The site then becomes a host of patches and landscapes interacting with objects as they enter and transform the space. In summary, this designed urban intervention fosters spaces which enable and encourage object-agency, and the interactions between objects with human and non-human actors. It fosters a space which acknowledges the stories of manufactured objects, and their significance on shaping the landscape.
Jelutung Geophemeral
Choi Yung Zhen, Winston
Tutor: Gu Tiantong
Jelutung Geophemeral transforms the existing Jelutung Harbour Park within Sembawang’s HDB area into a geothermal-inspired landscape, capturing the essence of geothermal features like geysers, fumaroles, hot springs, and mud pots. This design draws on recent studies indicating potential for geothermal energy in the region, including nearby HDB reserve land that may be earmarked for future geothermal infrastructure. The historical connections to Kampung Jalan Ayer Mata, or ‘Hot Spring Village’ influenced the choice of this site; This area, once used for tree cultivation within the naval base, carries symbolic significance for Singapore as it challenges the longstanding image of a green city, presenting instead a vision of nature that can be dry.
The design seeks to establish a relationship between geothermal landscape and the HDB context by translating geothermal textures—such as the concentric circles of boiling mud, scale-like cascading pools, and cracked, dried land patterns—into features that integrate seamlessly within the HDB environment, fostering a deeper connection between residents and the hidden geothermal forces beneath. These ponds, 0.5m deep, respond to Singapore’s climate, drying out during the hottest months (April, May, and October) to reveal a cracked stone pattern that contrasts with the flowering trees like Tabebuia rosea and Delonix regia, which are in bloom at that time. A transitionary space is created by retaining mature trees around the HDB perimeter, forming a boundary between residential areas and the geothermal landscape. Within the garden, fruit trees and lithophytes are placed in crevices of cracked stone formations, enhancing the site’s organic, geothermalinspired character.
In a 100-year timeline, the geothermal landscape gradually overtakes the HDB area as its 99-year lease approaches its end:
0–20 Years: Foundation and enjoyment, establishing geothermal patterns and seasonal changes that residents can appreciate. People manage the fruit trees on ground.
50–80 Years: Geothermal dominance, with partial demolition of HDBs allowing vegetation and geothermal features to reclaim spaces, creating micro-ecosystems within the HDB footprint. Residents begin to live within that landscape as opposed to visiting the landscape.
80–100 Years: Full transformation and rebuilding, as HDBs are fully demolished. New buildings, sporadically placed to preserve geothermal elements, incorporate heating and cooling features from the geothermal power plants that harmonize with the geothermal landscape, while residents live and traverse around the landscape.
Land of Resonance
Du Xinyang
Tutor: Gu Tiantong
Fifth Nature’s philosophy embraces the dynamic interplay between human and non-human existence, recognizing the shifting landscapes shaped by conflict, coexistence, and personal enlightenment about each group’s identity and role within the broader world. Landscapes serve as living entities that resonate with site-specific information and experiential moments, cultivating awareness, redefining perspectives, fostering emotional connections, and facilitating knowledge acquisition.
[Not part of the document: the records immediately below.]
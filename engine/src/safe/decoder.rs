//! # Configuration Change Decoder
//!
//! Recognizes Safe self-calls that mutate owners, threshold, modules or the
//! fallback handler, and turns their ABI-encoded arguments into a
//! [`ConfigChange`]. The Safe functions are declared once with `sol!`;
//! selectors, encoding and decoding all come from those declarations.
//!
//! Most transactions are plain transfers, so "unknown selector" is the
//! common case and yields `Ok(None)`. A *known* selector with a payload that
//! cannot be decoded is a [`EngineError::MalformedCallData`]. Call data comes
//! from user proposals, so it gets rejected, never panicked on.
//!
//! | Selector     | Function                                |
//! |--------------|-----------------------------------------|
//! | `0x0d582f13` | `addOwnerWithThreshold(address,uint256)` |
//! | `0xf8dc5dd9` | `removeOwner(address,address,uint256)`  |
//! | `0xe318b52b` | `swapOwner(address,address,address)`    |
//! | `0x694e80c3` | `changeThreshold(uint256)`              |
//! | `0x610b5925` | `enableModule(address)`                 |
//! | `0xe009cfde` | `disableModule(address,address)`        |
//! | `0xf08a0323` | `setFallbackHandler(address)`           |

use std::fmt;

use alloy_primitives::U256;
use alloy_sol_types::{sol, SolCall};
use serde::{Deserialize, Serialize};

use crate::codec::abi::call_data_bytes;
use crate::codec::address::Address;
use crate::config::{ABI_WORD_LENGTH, SELECTOR_LENGTH};
use crate::error::{EngineError, EngineResult};

sol! {
    /// Owner, module and fallback management of the Safe singleton.
    #[derive(Debug, PartialEq, Eq)]
    interface ISafe {
        function addOwnerWithThreshold(address owner, uint256 threshold) external;
        function removeOwner(address prev_owner, address owner, uint256 threshold) external;
        function swapOwner(address prev_owner, address old_owner, address new_owner) external;
        function changeThreshold(uint256 threshold) external;
        function enableModule(address module) external;
        function disableModule(address prev_module, address module) external;
        function setFallbackHandler(address handler) external;
    }
}

use ISafe::{
    addOwnerWithThresholdCall, changeThresholdCall, disableModuleCall, enableModuleCall,
    removeOwnerCall, setFallbackHandlerCall, swapOwnerCall,
};

// ---------------------------------------------------------------------------
// ConfigChange
// ---------------------------------------------------------------------------

/// A decoded configuration-mutating call.
#[derive(Debug, Clone, PartialEq, Eq, Serialize, Deserialize)]
#[serde(tag = "kind", rename_all = "snake_case")]
pub enum ConfigChange {
    /// Link `owner` at the head and set the threshold.
    AddOwner {
        /// New owner.
        owner: Address,
        /// Threshold after the change.
        threshold: u32,
    },
    /// Unlink `owner` (whose predecessor is `prev_owner`) and set the threshold.
    RemoveOwner {
        /// Predecessor in the owner list, or the sentinel.
        prev_owner: Address,
        /// Owner being removed.
        owner: Address,
        /// Threshold after the change.
        threshold: u32,
    },
    /// Replace `old_owner` with `new_owner` in place.
    SwapOwner {
        /// Predecessor of `old_owner`, or the sentinel.
        prev_owner: Address,
        /// Owner being replaced.
        old_owner: Address,
        /// Replacement.
        new_owner: Address,
    },
    /// Set the threshold.
    ChangeThreshold {
        /// New threshold.
        threshold: u32,
    },
    /// Link `module` at the head of the module list.
    EnableModule {
        /// Module being enabled.
        module: Address,
    },
    /// Unlink `module`.
    DisableModule {
        /// Predecessor in the module list, or the sentinel.
        prev_module: Address,
        /// Module being disabled.
        module: Address,
    },
    /// Replace the fallback handler. The zero address clears it.
    SetFallbackHandler {
        /// New handler.
        handler: Address,
    },
}

impl ConfigChange {
    /// The function selector this change is encoded with.
    pub fn selector(&self) -> [u8; 4] {
        match self {
            Self::AddOwner { .. } => addOwnerWithThresholdCall::SELECTOR,
            Self::RemoveOwner { .. } => removeOwnerCall::SELECTOR,
            Self::SwapOwner { .. } => swapOwnerCall::SELECTOR,
            Self::ChangeThreshold { .. } => changeThresholdCall::SELECTOR,
            Self::EnableModule { .. } => enableModuleCall::SELECTOR,
            Self::DisableModule { .. } => disableModuleCall::SELECTOR,
            Self::SetFallbackHandler { .. } => setFallbackHandlerCall::SELECTOR,
        }
    }

    /// Canonical Solidity signature of the call.
    pub fn function_signature(&self) -> &'static str {
        match self {
            Self::AddOwner { .. } => addOwnerWithThresholdCall::SIGNATURE,
            Self::RemoveOwner { .. } => removeOwnerCall::SIGNATURE,
            Self::SwapOwner { .. } => swapOwnerCall::SIGNATURE,
            Self::ChangeThreshold { .. } => changeThresholdCall::SIGNATURE,
            Self::EnableModule { .. } => enableModuleCall::SIGNATURE,
            Self::DisableModule { .. } => disableModuleCall::SIGNATURE,
            Self::SetFallbackHandler { .. } => setFallbackHandlerCall::SIGNATURE,
        }
    }

    /// `true` for changes that touch the owner list.
    pub fn affects_signers(&self) -> bool {
        matches!(
            self,
            Self::AddOwner { .. } | Self::RemoveOwner { .. } | Self::SwapOwner { .. }
        )
    }

    /// ABI-encodes the call, selector included.
    pub fn encode(&self) -> Vec<u8> {
        match self {
            Self::AddOwner { owner, threshold } => addOwnerWithThresholdCall {
                owner: owner.to_primitive(),
                threshold: U256::from(*threshold),
            }
            .abi_encode(),
            Self::RemoveOwner {
                prev_owner,
                owner,
                threshold,
            } => removeOwnerCall {
                prev_owner: prev_owner.to_primitive(),
                owner: owner.to_primitive(),
                threshold: U256::from(*threshold),
            }
            .abi_encode(),
            Self::SwapOwner {
                prev_owner,
                old_owner,
                new_owner,
            } => swapOwnerCall {
                prev_owner: prev_owner.to_primitive(),
                old_owner: old_owner.to_primitive(),
                new_owner: new_owner.to_primitive(),
            }
            .abi_encode(),
            Self::ChangeThreshold { threshold } => changeThresholdCall {
                threshold: U256::from(*threshold),
            }
            .abi_encode(),
            Self::EnableModule { module } => enableModuleCall {
                module: module.to_primitive(),
            }
            .abi_encode(),
            Self::DisableModule {
                prev_module,
                module,
            } => disableModuleCall {
                prev_module: prev_module.to_primitive(),
                module: module.to_primitive(),
            }
            .abi_encode(),
            Self::SetFallbackHandler { handler } => setFallbackHandlerCall {
                handler: handler.to_primitive(),
            }
            .abi_encode(),
        }
    }

    /// [`encode`](Self::encode) as `0x`-prefixed hex.
    pub fn encode_hex(&self) -> String {
        format!("0x{}", hex::encode(self.encode()))
    }
}

impl fmt::Display for ConfigChange {
    fn fmt(&self, f: &mut fmt::Formatter<'_>) -> fmt::Result {
        match self {
            Self::AddOwner { owner, threshold } => {
                write!(f, "add owner {} (threshold {})", owner, threshold)
            }
            Self::RemoveOwner {
                owner, threshold, ..
            } => write!(f, "remove owner {} (threshold {})", owner, threshold),
            Self::SwapOwner {
                old_owner,
                new_owner,
                ..
            } => write!(f, "swap owner {} for {}", old_owner, new_owner),
            Self::ChangeThreshold { threshold } => write!(f, "change threshold to {}", threshold),
            Self::EnableModule { module } => write!(f, "enable module {}", module),
            Self::DisableModule { module, .. } => write!(f, "disable module {}", module),
            Self::SetFallbackHandler { handler } => write!(f, "set fallback handler {}", handler),
        }
    }
}

// ---------------------------------------------------------------------------
// Decoding
// ---------------------------------------------------------------------------

/// Decodes raw call data.
///
/// Returns `Ok(None)` for payloads shorter than a selector or with a selector
/// we don't recognize. Trailing bytes after the expected arguments are
/// ignored, as the EVM ignores them.
pub fn decode_config_change(data: &[u8]) -> EngineResult<Option<ConfigChange>> {
    let Some(selector) = data
        .get(..SELECTOR_LENGTH)
        .and_then(|head| <[u8; SELECTOR_LENGTH]>::try_from(head).ok())
    else {
        return Ok(None);
    };

    let change = if selector == addOwnerWithThresholdCall::SELECTOR {
        let call: addOwnerWithThresholdCall = decode_call(data, 2)?;
        ConfigChange::AddOwner {
            owner: call.owner.into(),
            threshold: threshold_arg(call.threshold)?,
        }
    } else if selector == removeOwnerCall::SELECTOR {
        let call: removeOwnerCall = decode_call(data, 3)?;
        ConfigChange::RemoveOwner {
            prev_owner: call.prev_owner.into(),
            owner: call.owner.into(),
            threshold: threshold_arg(call.threshold)?,
        }
    } else if selector == swapOwnerCall::SELECTOR {
        let call: swapOwnerCall = decode_call(data, 3)?;
        ConfigChange::SwapOwner {
            prev_owner: call.prev_owner.into(),
            old_owner: call.old_owner.into(),
            new_owner: call.new_owner.into(),
        }
    } else if selector == changeThresholdCall::SELECTOR {
        let call: changeThresholdCall = decode_call(data, 1)?;
        ConfigChange::ChangeThreshold {
            threshold: threshold_arg(call.threshold)?,
        }
    } else if selector == enableModuleCall::SELECTOR {
        let call: enableModuleCall = decode_call(data, 1)?;
        ConfigChange::EnableModule {
            module: call.module.into(),
        }
    } else if selector == disableModuleCall::SELECTOR {
        let call: disableModuleCall = decode_call(data, 2)?;
        ConfigChange::DisableModule {
            prev_module: call.prev_module.into(),
            module: call.module.into(),
        }
    } else if selector == setFallbackHandlerCall::SELECTOR {
        let call: setFallbackHandlerCall = decode_call(data, 1)?;
        ConfigChange::SetFallbackHandler {
            handler: call.handler.into(),
        }
    } else {
        return Ok(None);
    };

    Ok(Some(change))
}

/// Decodes `0x`-prefixed hex call data.
pub fn decode_config_change_hex(data: &str) -> EngineResult<Option<ConfigChange>> {
    let bytes = call_data_bytes(data)?;
    decode_config_change(&bytes)
}

/// Strict decode of a call with `words` static arguments. Dirty address
/// padding is rejected; bytes past the last argument are dropped first.
fn decode_call<C: SolCall>(data: &[u8], words: usize) -> EngineResult<C> {
    let end = SELECTOR_LENGTH + words * ABI_WORD_LENGTH;
    let body = data.get(..end).unwrap_or(data);
    C::abi_decode(body, true)
        .map_err(|e| EngineError::malformed(format!("{}: {}", C::SIGNATURE, e)))
}

/// Thresholds are `uint256` on the wire but always fit in 32 bits.
fn threshold_arg(value: U256) -> EngineResult<u32> {
    u32::try_from(value).map_err(|_| {
        EngineError::malformed(format!("threshold {} does not fit in 32 bits", value))
    })
}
This project, located along Yishun Dam’s estuarine shoreline from Lower Seletar Reservoir to the open sea, seeks to balance human access with the movement of diverse nonhuman species, such as shorebirds, fish, and mudflat organisms. As Yishun faces urban expansion with new estates and road developments, the tension between human infrastructure demands and the ecological needs of resident and migratory species becomes increasingly apparent. Shorebirds, for instance, depend on this area as a vital migratory habitat from late August to February.The site’s mudflats, mangroves, and riparian vegetation offer a chance to balance habitats with human activity, but noise, traffic, encroachment, and waste increasingly strain this fragile ecosystem. These challenges highlight the urgent need for landscape strategies that accommodate both human development and the seasonal rhythms of non-human life. The project aims to transform competition into coexistence by designing a landscape that respects the seasonal flows of estuary waters and bird migrations while meeting human needs. By implementing thoughtful zoning and adaptive spaces, the design aspires to create a sustainable, evolving, and self-maintaining environment where human and non-human timelines converge in mutual respect and understanding. The landscape acts as a device that opens up conversations between humans and non-humans in their understanding of space and existence. Knowledge of our living environment is believed to be learnt through positive interactions within the landscapes and groups.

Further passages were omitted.